While the guards concentrated on the crowd so they could avert any attempt to kill me before the appointed time, Maxi set about finishing off the haircut she had started. Although a double-crosser, she was at least a familiar face.

‘Where are we going?’ I asked her as she grasped a handful of my hair and sliced cleanly through it. The razor was so sharp it almost wasn’t there.

‘You know where we’re going,’ she whispered.

‘How do they do it?’ I asked.

‘They have different ways.’

Part of me believed there had to be a way out. With my hands still secured by the plastic tie, however, it was going to be difficult. A stone thrown from the crowd hit me on the leg and my sudden movement caused Maxi to nick my scalp. It was so hot and sharp I didn’t realise until I felt the warm trickle of blood — stickier and thicker than sweat — make its way down past my ear. One of the guards fired over the crowd.

‘What about afterwards?’ I asked.

‘What do you mean, afterwards?’ she hissed. ‘There is no afterwards. This is it. The big one.’

‘Do I get buried, eaten by dogs, or what?’
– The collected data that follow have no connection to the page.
pub mod config;

use std::sync::Arc;
use std::time::Instant;

use expense_core::{
    build_input_row, load_catalog, validate, CatalogLoad, EstimateResponse, FormBounds,
    FormSchema, RawSelection, ReferenceCatalog, RowBuildError, ValidationError,
};
use expense_ml::{InferenceStack, PredictionError};
use expense_observability::AppMetrics;
use serde::Serialize;
use thiserror::Error;
use tracing::{error, info, instrument, warn};
use uuid::Uuid;

pub use config::EstimatorConfig;

#[derive(Debug, Clone, PartialEq, Error)]
pub enum SubmissionFailure {
    #[error(transparent)]
    RowBuild(#[from] RowBuildError),
    #[error(transparent)]
    Prediction(#[from] PredictionError),
}

#[derive(Debug, Clone, PartialEq)]
pub enum EstimateOutcome {
    Rejected(ValidationError),
    Failed(SubmissionFailure),
    Succeeded { estimate: f64, clamped: bool },
}

impl EstimateOutcome {
    pub fn into_response(self) -> EstimateResponse {
        match self {
            Self::Rejected(err) => EstimateResponse::Incomplete {
                incomplete_fields: err.fields(),
                message: err.user_message(),
            },
            Self::Failed(err) => EstimateResponse::error(format!("Prediction failed: {err}")),
            Self::Succeeded { estimate, .. } => EstimateResponse::estimate(estimate),
        }
    }
}

#[derive(Debug, Clone, Serialize)]
pub struct FormView {
    #[serde(flatten)]
    pub schema: FormSchema,
    pub warnings: Vec<String>,
}

#[derive(Clone)]
pub struct ExpenseEstimator {
    catalog: ReferenceCatalog,
    catalog_warnings: Vec<String>,
    inference: InferenceStack,
    bounds: FormBounds,
    enforce_bounds: bool,
    metrics: Arc<AppMetrics>,
}

impl ExpenseEstimator {
    pub fn new(
        catalog_load: CatalogLoad,
        inference: InferenceStack,
        bounds: FormBounds,
        enforce_bounds: bool,
        metrics: Arc<AppMetrics>,
    ) -> Self {
        Self {
            catalog_warnings: catalog_load.warnings(),
            catalog: catalog_load.catalog,
            inference,
            bounds,
            enforce_bounds,
            metrics,
        }
    }

    pub fn load(config: &EstimatorConfig, metrics: Arc<AppMetrics>) -> Self {
        let catalog_load = load_catalog(&config.flights_csv, &config.hotels_csv);
        let inference =
            InferenceStack::load_or_unavailable(&config.preprocessor_path, &config.model_path);

        info!(
            flights = %config.flights_csv.display(),
            hotels = %config.hotels_csv.display(),
            backend = inference.backend(),
            enforce_bounds = config.enforce_bounds,
            "expense estimator ready"
        );

        Self::new(
            catalog_load,
            inference,
            config.bounds,
            config.enforce_bounds,
            metrics,
        )
    }

    pub fn catalog(&self) -> &ReferenceCatalog {
        &self.catalog
    }

    pub fn catalog_warnings(&self) -> &[String] {
        &self.catalog_warnings
    }

    pub fn model_available(&self) -> bool {
        self.inference.is_available()
    }

    pub fn model_error(&self) -> Option<&str> {
        self.inference.load_error.as_deref()
    }

    pub fn backend(&self) -> &'static str {
        self.inference.backend()
    }

    pub fn metrics(&self) -> &Arc<AppMetrics> {
        &self.metrics
    }

    pub fn form(&self) -> FormView {
        FormView {
            schema: FormSchema::new(&self.catalog, self.bounds),
            warnings: self.catalog_warnings.clone(),
        }
    }

    #[instrument(skip(self, raw), fields(submission_id = %Uuid::new_v4()))]
    pub fn submit(&self, raw: RawSelection) -> EstimateOutcome {
        let started = Instant::now();
        self.metrics.inc_submission();

        let outcome = self.run(raw);
        match &outcome {
            EstimateOutcome::Rejected(err) => {
                self.metrics.inc_rejected();
                warn!(error = %err, "submission rejected");
            }
            EstimateOutcome::Failed(err) => {
                self.metrics.inc_failed();
                error!(error = %err, "prediction failed");
            }
            EstimateOutcome::Succeeded { estimate, clamped } => {
                self.metrics.inc_succeeded();
                if *clamped {
                    self.metrics.inc_clamped();
                }
                info!(estimate = *estimate, clamped = *clamped, "estimate produced");
            }
        }

        self.metrics.observe_latency(started.elapsed());
        outcome
    }

    fn run(&self, raw: RawSelection) -> EstimateOutcome {
        let selection = match validate(raw) {
            Ok(selection) => selection,
            Err(err) => return EstimateOutcome::Rejected(err),
        };
        if self.enforce_bounds {
            if let Err(err) = self.bounds.check(&selection) {
                return EstimateOutcome::Rejected(err);
            }
        }

        let row = match build_input_row(&selection) {
            Ok(row) => row,
            Err(err) => return EstimateOutcome::Failed(err.into()),
        };

        match self.inference.predict(&row) {
            Ok(estimate) if estimate < 0.0 => {
                warn!(raw_estimate = estimate, "negative estimate clamped to zero");
                EstimateOutcome::Succeeded {
                    estimate: 0.0,
                    clamped: true,
                }
            }
            Ok(estimate) => EstimateOutcome::Succeeded {
                estimate,
                clamped: false,
            },
            Err(err) => EstimateOutcome::Failed(err.into()),
        }
    }
}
She didn’t answer, just carried on shaving my head. I could tell she was being careful to avoid cutting me.

‘So?’ I insisted.

‘You know this place,’ she said mysteriously.

‘What do you mean?’

‘Hey, King killer!’ It was one of the guards. He thumped my shoulder with the butt of his rifle. ‘Shut the fuck up.’
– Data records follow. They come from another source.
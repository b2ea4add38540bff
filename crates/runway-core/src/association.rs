use serde::{Deserialize, Serialize};

use crate::codec::FieldValue;
use crate::value::CellValue;

/// One-to-many link from an owner row to related rows of another sheet.
///
/// Order is the order the keys were added; it decides the order resolved
/// entities come back in. Duplicates are kept as stored. Payloads may give a
/// bare key instead of a list; it reads as a one-element association.
#[derive(Debug, Clone, Default, PartialEq, Eq, Serialize, Deserialize)]
#[serde(from = "FieldValue", into = "Vec<usize>")]
pub struct Association {
    related: Vec<usize>,
}

impl Association {
    pub fn new(related: impl IntoIterator<Item = usize>) -> Self {
        Self {
            related: related.into_iter().collect(),
        }
    }

    /// Read foreign keys out of association cells; blank padding cells are skipped
    pub fn from_cells(cells: &[CellValue]) -> Self {
        let related = cells
            .iter()
            .filter(|cell| !cell.is_empty())
            .filter_map(|cell| {
                let key = cell.as_row_number();
                if key.is_none() {
                    tracing::warn!(cell = %cell.as_text(), "ignoring non-numeric foreign key");
                }
                key
            })
            .collect();
        Self { related }
    }

    pub fn to_cells(&self) -> Vec<CellValue> {
        self.related.iter().map(|&key| CellValue::from(key)).collect()
    }

    pub fn ids(&self) -> &[usize] {
        &self.related
    }

    pub fn add(&mut self, key: usize) {
        self.related.push(key);
    }

    /// Remove the first occurrence of `key`, reporting whether it was present
    pub fn remove(&mut self, key: usize) -> bool {
        match self.related.iter().position(|&k| k == key) {
            Some(index) => {
                self.related.remove(index);
                true
            }
            None => false,
        }
    }
}

impl From<FieldValue> for Association {
    fn from(value: FieldValue) -> Self {
        Association::from_cells(&value.into_list())
    }
}

impl From<Association> for Vec<usize> {
    fn from(assoc: Association) -> Self {
        assoc.related
    }
}

#[cfg(test)]
mod tests {
    use super::*;

    #[test]
    fn test_from_cells_skips_padding() {
        let cells = vec![
            CellValue::Number(3.0),
            CellValue::Empty,
            CellValue::Text("5".to_string()),
        ];
        assert_eq!(Association::from_cells(&cells).ids(), &[3, 5]);
    }

    #[test]
    fn test_remove_first_occurrence() {
        let mut assoc = Association::new([2, 4, 2]);
        assert!(assoc.remove(2));
        assert_eq!(assoc.ids(), &[4, 2]);
        assert!(!assoc.remove(9));
    }
}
The trailer rumbled on and eventually the guard had to turn his attention back to the mob below. Fists shaking, eyes rolling, they kept up their tirade of abuse.

‘They’ve systematically been slaughtering suspects here for years,’ Maxi continued. ‘But this place doesn’t follow your rules. The dead won’t lie down.’

‘They can’t kill me?’ I said.

‘They can kill you. And they will. But you won’t lie down and be buried.’

She fell silent, chopping away at what was left of my hair. I watched it fall to the floor of the trailer, hoping I would get a chance to grow it again. I wondered if they’d let me have a last cigarette. I still had a couple of Camels down my left boot, if they weren’t squashed beyond smoking by now.

‘I was reading a book before I came here,’ I told her, ‘in which the action constantly switched between two worlds. In one of them, the king was due to be assassinated, but then his body turned up in the other. And although one thread featured an unnamed first-person narrator and the other a protagonist called Boris, you sensed they were the same person. I wish I could just switch back to the other world like Boris could.’

‘Be careful what you wish for,’ she said in a whisper. ‘That’s what they’re going to do. Take you into your world. As the train crosses over, the dead lie down.’

‘What train? And then what? Do they bring the bodies back?’

‘No. If they did so, they’d just get up again. It’s that kind of place.’ She dragged the dry razor over the dome of my head, now almost bald. ‘They leave them there. In your world.’

The trailer was pulled off the main road into a grid of short straight side streets. The crowd was no longer stationary. Thousands of people were streaming through the streets alongside us, hundreds more joining the flow from other streets and back entries. I knew where we were going. There hadn’t been any sign of a football stadium on my map but I didn’t doubt that was where we were heading. I didn’t have long. There had to be some break in the network of streets. I needed another element. I needed an escape route. My eyes searched the back streets and patches of waste ground, searching for the interstices.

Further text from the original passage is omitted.